▶ What to work on: Set down exactly the lines below between the line holding "with. If the" and the line holding "are left alone.", inclusive; no other line belongs in the answer.

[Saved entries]
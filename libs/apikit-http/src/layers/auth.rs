use crate::body::RequestBody;
use crate::error::HttpError;
use crate::response::{ERROR_BODY_LIMIT, ResponseBody, read_body_limited};
use arc_swap::ArcSwapOption;
use async_trait::async_trait;
use http::header::{ACCEPT, AUTHORIZATION, CONTENT_TYPE};
use http::{HeaderValue, Method, Request, Response, StatusCode};
use serde::Deserialize;
use std::fmt;
use std::future::Future;
use std::pin::Pin;
use std::sync::Arc;
use std::sync::atomic::{AtomicU64, Ordering};
use std::task::{Context, Poll};
use tower::{Layer, Service, ServiceExt};
use zeroize::{Zeroize, ZeroizeOnDrop};

/// Opaque wrapper around a secret string value.
///
/// `Debug` and `Display` both print `[REDACTED]`. The backing buffer is
/// zeroed on drop.
#[derive(Zeroize, ZeroizeOnDrop)]
pub struct SecretString(String);

impl SecretString {
    pub fn new(value: impl Into<String>) -> Self {
        Self(value.into())
    }

    /// Read-only access to the secret. Do not log or persist the result.
    #[must_use]
    pub fn expose(&self) -> &str {
        &self.0
    }
}

impl Clone for SecretString {
    fn clone(&self) -> Self {
        Self(self.0.clone())
    }
}

impl fmt::Debug for SecretString {
    fn fmt(&self, f: &mut fmt::Formatter<'_>) -> fmt::Result {
        f.write_str("[REDACTED]")
    }
}

impl fmt::Display for SecretString {
    fn fmt(&self, f: &mut fmt::Formatter<'_>) -> fmt::Result {
        f.write_str("[REDACTED]")
    }
}

/// Access token plus optional refresh token
#[derive(Clone, Debug)]
pub struct TokenPair {
    pub access_token: SecretString,
    pub refresh_token: Option<SecretString>,
}

/// Snapshot of the stored credentials
///
/// `generation` changes on every store, which lets a request that got a 401
/// tell whether someone else already refreshed the token it used.
#[derive(Debug)]
pub struct Credentials {
    pub access_token: SecretString,
    pub refresh_token: Option<SecretString>,
    generation: u64,
}

impl Credentials {
    fn bearer(&self) -> Result<HeaderValue, HttpError> {
        let raw = zeroize::Zeroizing::new(format!("Bearer {}", self.access_token.expose()));
        let mut value = HeaderValue::from_str(&raw)?;
        value.set_sensitive(true);
        Ok(value)
    }
}

/// Shared, lock-free holder of the current auth tokens
///
/// Reads never block. Refreshes are serialized so concurrent 401s trigger a
/// single refresh.
#[derive(Default)]
pub struct TokenStore {
    current: ArcSwapOption<Credentials>,
    generation: AtomicU64,
    refresh_lock: tokio::sync::Mutex<()>,
}

impl fmt::Debug for TokenStore {
    fn fmt(&self, f: &mut fmt::Formatter<'_>) -> fmt::Result {
        f.debug_struct("TokenStore")
            .field("has_token", &self.has_token())
            .field("has_refresh_token", &self.has_refresh_token())
            .finish()
    }
}

impl TokenStore {
    #[must_use]
    pub fn new() -> Self {
        Self::default()
    }

    /// Replace the access token, keeping no refresh token
    pub fn set_token(&self, access_token: SecretString) {
        self.store(access_token, None);
    }

    /// Replace both tokens
    pub fn set_tokens(&self, access_token: SecretString, refresh_token: Option<SecretString>) {
        self.store(access_token, refresh_token);
    }

    pub fn clear(&self) {
        self.current.store(None);
    }

    #[must_use]
    pub fn current(&self) -> Option<Arc<Credentials>> {
        self.current.load_full()
    }

    #[must_use]
    pub fn has_token(&self) -> bool {
        self.current.load().is_some()
    }

    #[must_use]
    pub fn has_refresh_token(&self) -> bool {
        self.current
            .load()
            .as_ref()
            .is_some_and(|c| c.refresh_token.is_some())
    }

    fn store(
        &self,
        access_token: SecretString,
        refresh_token: Option<SecretString>,
    ) -> Arc<Credentials> {
        let credentials = Arc::new(Credentials {
            access_token,
            refresh_token,
            generation: self.generation.fetch_add(1, Ordering::Relaxed) + 1,
        });
        self.current.store(Some(credentials.clone()));
        credentials
    }

    /// Obtain credentials to replay a request that was rejected with 401
    ///
    /// `used` is the generation the rejected request was sent with. If the
    /// store has moved on since, the current credentials are returned without
    /// refreshing. Otherwise the refresh token is exchanged once; on failure
    /// all tokens are cleared and `None` is returned.
    pub async fn refresh_after_unauthorized(
        &self,
        used: u64,
        refresher: &dyn TokenRefresher,
    ) -> Option<Arc<Credentials>> {
        let _guard = self.refresh_lock.lock().await;

        let current = self.current.load_full()?;
        if current.generation != used {
            return Some(current);
        }
        let refresh_token = current.refresh_token.as_ref()?;

        match refresher.refresh(refresh_token).await {
            Ok(pair) => {
                let refresh_token = pair.refresh_token.or_else(|| current.refresh_token.clone());
                tracing::debug!("access token refreshed");
                Some(self.store(pair.access_token, refresh_token))
            }
            Err(err) => {
                tracing::warn!(error = %err, "token refresh failed; clearing stored tokens");
                self.clear();
                None
            }
        }
    }
}

/// Exchanges a refresh token for a new token pair
#[async_trait]
pub trait TokenRefresher: Send + Sync {
    /// # Errors
    /// Any error makes the store drop its tokens and surface the original 401.
    async fn refresh(&self, refresh_token: &SecretString) -> Result<TokenPair, HttpError>;
}

/// Tower layer that injects `Authorization: Bearer <token>` and handles 401
///
/// When a response is 401 and both a refresh token and a [`TokenRefresher`]
/// are available, the request is replayed once with refreshed credentials.
/// Requests that already carry an `Authorization` header are left alone.
#[derive(Clone)]
pub struct AuthLayer {
    store: Arc<TokenStore>,
    refresher: Option<Arc<dyn TokenRefresher>>,
}

impl AuthLayer {
    #[must_use]
    pub fn new(store: Arc<TokenStore>, refresher: Option<Arc<dyn TokenRefresher>>) -> Self {
        Self { store, refresher }
    }
}

impl<S> Layer<S> for AuthLayer {
    type Service = AuthService<S>;

    fn layer(&self, inner: S) -> Self::Service {
        AuthService {
            inner,
            store: self.store.clone(),
            refresher: self.refresher.clone(),
        }
    }
}

/// Service created by [`AuthLayer`]
#[derive(Clone)]
pub struct AuthService<S> {
    inner: S,
    store: Arc<TokenStore>,
    refresher: Option<Arc<dyn TokenRefresher>>,
}

impl<S> Service<Request<RequestBody>> for AuthService<S>
where
    S: Service<Request<RequestBody>, Response = Response<ResponseBody>, Error = HttpError>
        + Clone
        + Send
        + 'static,
    S::Future: Send,
{
    type Response = Response<ResponseBody>;
    type Error = HttpError;
    type Future = Pin<Box<dyn Future<Output = Result<Self::Response, Self::Error>> + Send>>;

    fn poll_ready(&mut self, cx: &mut Context<'_>) -> Poll<Result<(), Self::Error>> {
        self.inner.poll_ready(cx)
    }

    fn call(&mut self, req: Request<RequestBody>) -> Self::Future {
        let clone = self.inner.clone();
        let mut inner = std::mem::replace(&mut self.inner, clone);

        if req.headers().contains_key(AUTHORIZATION) {
            return Box::pin(inner.call(req));
        }

        let credentials = self.store.current();
        let (parts, body) = req.into_parts();

        // Keep a copy only when a replay can actually happen
        let replay = match (&credentials, &self.refresher) {
            (Some(creds), Some(refresher)) if creds.refresh_token.is_some() => Some((
                parts.clone(),
                body.clone(),
                creds.generation,
                refresher.clone(),
            )),
            _ => None,
        };

        let mut req = Request::from_parts(parts, body);
        if let Some(creds) = &credentials {
            match creds.bearer() {
                Ok(value) => {
                    req.headers_mut().insert(AUTHORIZATION, value);
                }
                Err(e) => return Box::pin(async move { Err(e) }),
            }
        }
        let store = self.store.clone();

        Box::pin(async move {
            let resp = inner.call(req).await?;
            if resp.status() != StatusCode::UNAUTHORIZED {
                return Ok(resp);
            }
            let Some((parts, body, used, refresher)) = replay else {
                return Ok(resp);
            };
            let Some(fresh) = store
                .refresh_after_unauthorized(used, refresher.as_ref())
                .await
            else {
                return Ok(resp);
            };
            drop(resp);

            let mut retry = Request::from_parts(parts, body);
            retry.headers_mut().insert(AUTHORIZATION, fresh.bearer()?);
            inner.ready().await?.call(retry).await
        })
    }
}

/// Token refresher that POSTs the refresh token to an endpoint
///
/// Request body: `{"refresh_token": "<token>"}`. The reply must carry
/// `access_token` (or `accessToken`), optionally `refresh_token` (or
/// `refreshToken`), either at the top level or under `data`.
///
/// The service handed in must sit below the auth stage so a refresh call can
/// never trigger another refresh.
pub struct HttpTokenRefresher<S> {
    service: S,
    url: http::Uri,
}

impl<S> HttpTokenRefresher<S> {
    pub fn new(service: S, url: http::Uri) -> Self {
        Self { service, url }
    }
}

#[derive(Deserialize)]
struct RefreshReply {
    #[serde(alias = "accessToken")]
    access_token: String,
    #[serde(default, alias = "refreshToken")]
    refresh_token: Option<String>,
}

#[derive(Deserialize)]
#[serde(untagged)]
enum RefreshEnvelope {
    Flat(RefreshReply),
    Wrapped { data: RefreshReply },
}

#[async_trait]
impl<S> TokenRefresher for HttpTokenRefresher<S>
where
    S: Service<Request<RequestBody>, Response = Response<ResponseBody>, Error = HttpError>
        + Clone
        + Send
        + Sync
        + 'static,
    S::Future: Send,
{
    async fn refresh(&self, refresh_token: &SecretString) -> Result<TokenPair, HttpError> {
        let payload = zeroize::Zeroizing::new(serde_json::to_vec(&serde_json::json!({
            "refresh_token": refresh_token.expose(),
        }))?);
        let req = Request::builder()
            .method(Method::POST)
            .uri(self.url.clone())
            .header(CONTENT_TYPE, "application/json")
            .header(ACCEPT, "application/json")
            .body(RequestBody::new(payload.to_vec()))?;

        let resp = self.service.clone().oneshot(req).await?;
        let status = resp.status();
        if !status.is_success() {
            return Err(HttpError::TokenRefresh(format!(
                "refresh endpoint returned {status}"
            )));
        }

        let body = read_body_limited(resp, ERROR_BODY_LIMIT).await?;
        let reply = match serde_json::from_slice::<RefreshEnvelope>(&body) {
            Ok(RefreshEnvelope::Flat(reply) | RefreshEnvelope::Wrapped { data: reply }) => reply,
            Err(_) => {
                return Err(HttpError::TokenRefresh(
                    "refresh reply does not contain an access token".to_owned(),
                ));
            }
        };

        Ok(TokenPair {
            access_token: SecretString::new(reply.access_token),
            refresh_token: reply.refresh_token.map(SecretString::new),
        })
    }
}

▶ Exercise answer:
    /// `used` is the generation the rejected request was sent with. If the
    /// store has moved on since, the current credentials are returned without
    /// refreshing. Otherwise the refresh token is exchanged once; on failure
    /// all tokens are cleared and `None` is returned.
    pub async fn refresh_after_unauthorized(
        &self,
        used: u64,
        refresher: &dyn TokenRefresher,
    ) -> Option<Arc<Credentials>> {
        let _guard = self.refresh_lock.lock().await;

        let current = self.current.load_full()?;
        if current.generation != used {
            return Some(current);
        }
        let refresh_token = current.refresh_token.as_ref()?;

        match refresher.refresh(refresh_token).await {
            Ok(pair) => {
                let refresh_token = pair.refresh_token.or_else(|| current.refresh_token.clone());
                tracing::debug!("access token refreshed");
                Some(self.store(pair.access_token, refresh_token))
            }
            Err(err) => {
                tracing::warn!(error = %err, "token refresh failed; clearing stored tokens");
                self.clear();
                None
            }
        }
    }
}

/// Exchanges a refresh token for a new token pair
#[async_trait]
pub trait TokenRefresher: Send + Sync {
    /// # Errors
    /// Any error makes the store drop its tokens and surface the original 401.
    async fn refresh(&self, refresh_token: &SecretString) -> Result<TokenPair, HttpError>;
}

/// Tower layer that injects `Authorization: Bearer <token>` and handles 401
///
/// When a response is 401 and both a refresh token and a [`TokenRefresher`]
/// are available, the request is replayed once with refreshed credentials.
/// Requests that already carry an `Authorization` header are left alone.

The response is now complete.